> _Work instruction_:
Where in the data below does the word "identity" appear? Copy every line that has it.

> _Data section_:
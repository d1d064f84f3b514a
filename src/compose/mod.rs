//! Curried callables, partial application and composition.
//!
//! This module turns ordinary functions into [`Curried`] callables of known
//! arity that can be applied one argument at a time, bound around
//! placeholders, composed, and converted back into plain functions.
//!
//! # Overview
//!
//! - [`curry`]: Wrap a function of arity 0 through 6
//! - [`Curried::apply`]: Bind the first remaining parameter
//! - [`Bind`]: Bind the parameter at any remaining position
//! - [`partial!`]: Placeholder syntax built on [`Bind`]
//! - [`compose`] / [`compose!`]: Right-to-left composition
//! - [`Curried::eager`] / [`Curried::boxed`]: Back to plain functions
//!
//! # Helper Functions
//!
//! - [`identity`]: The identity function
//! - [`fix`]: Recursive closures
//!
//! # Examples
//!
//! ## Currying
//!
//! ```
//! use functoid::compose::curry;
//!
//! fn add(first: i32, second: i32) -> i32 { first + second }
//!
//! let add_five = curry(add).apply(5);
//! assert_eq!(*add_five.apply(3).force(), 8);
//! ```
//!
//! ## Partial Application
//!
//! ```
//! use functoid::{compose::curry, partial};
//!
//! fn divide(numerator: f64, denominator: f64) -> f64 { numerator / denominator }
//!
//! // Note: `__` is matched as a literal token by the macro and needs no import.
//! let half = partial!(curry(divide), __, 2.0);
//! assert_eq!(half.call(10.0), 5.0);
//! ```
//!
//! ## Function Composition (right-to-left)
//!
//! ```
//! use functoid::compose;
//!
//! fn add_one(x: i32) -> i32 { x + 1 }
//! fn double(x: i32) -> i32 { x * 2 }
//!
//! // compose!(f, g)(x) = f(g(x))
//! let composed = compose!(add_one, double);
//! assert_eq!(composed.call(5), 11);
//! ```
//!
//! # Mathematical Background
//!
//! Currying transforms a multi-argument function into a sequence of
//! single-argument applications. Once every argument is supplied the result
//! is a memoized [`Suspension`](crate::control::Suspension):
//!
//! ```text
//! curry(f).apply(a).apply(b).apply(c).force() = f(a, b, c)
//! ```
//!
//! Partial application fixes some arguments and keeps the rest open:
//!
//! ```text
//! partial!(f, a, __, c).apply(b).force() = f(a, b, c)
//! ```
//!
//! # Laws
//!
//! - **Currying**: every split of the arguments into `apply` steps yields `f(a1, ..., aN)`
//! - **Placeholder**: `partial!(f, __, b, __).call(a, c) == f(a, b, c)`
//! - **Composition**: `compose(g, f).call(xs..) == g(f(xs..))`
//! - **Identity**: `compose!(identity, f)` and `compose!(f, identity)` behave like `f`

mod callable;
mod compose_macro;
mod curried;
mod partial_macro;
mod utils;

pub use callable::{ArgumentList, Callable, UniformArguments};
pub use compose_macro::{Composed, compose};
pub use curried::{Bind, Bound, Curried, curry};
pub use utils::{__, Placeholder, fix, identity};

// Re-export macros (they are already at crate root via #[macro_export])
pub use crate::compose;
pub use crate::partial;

==

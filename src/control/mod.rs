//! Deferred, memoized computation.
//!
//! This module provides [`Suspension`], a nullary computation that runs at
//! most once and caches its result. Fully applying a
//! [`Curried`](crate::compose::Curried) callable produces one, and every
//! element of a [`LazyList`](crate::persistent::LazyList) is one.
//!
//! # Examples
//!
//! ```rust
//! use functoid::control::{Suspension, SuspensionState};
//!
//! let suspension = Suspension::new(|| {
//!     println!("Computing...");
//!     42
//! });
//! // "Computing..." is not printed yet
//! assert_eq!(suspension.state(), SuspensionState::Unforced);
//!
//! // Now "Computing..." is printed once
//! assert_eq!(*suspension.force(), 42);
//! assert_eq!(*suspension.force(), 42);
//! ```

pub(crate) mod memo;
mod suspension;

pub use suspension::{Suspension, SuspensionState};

> _Worked solution_:
//! - [`identity`]: The identity function
//! - **Identity**: `compose!(identity, f)` and `compose!(f, identity)` behave like `f`
pub use utils::{__, Placeholder, fix, identity};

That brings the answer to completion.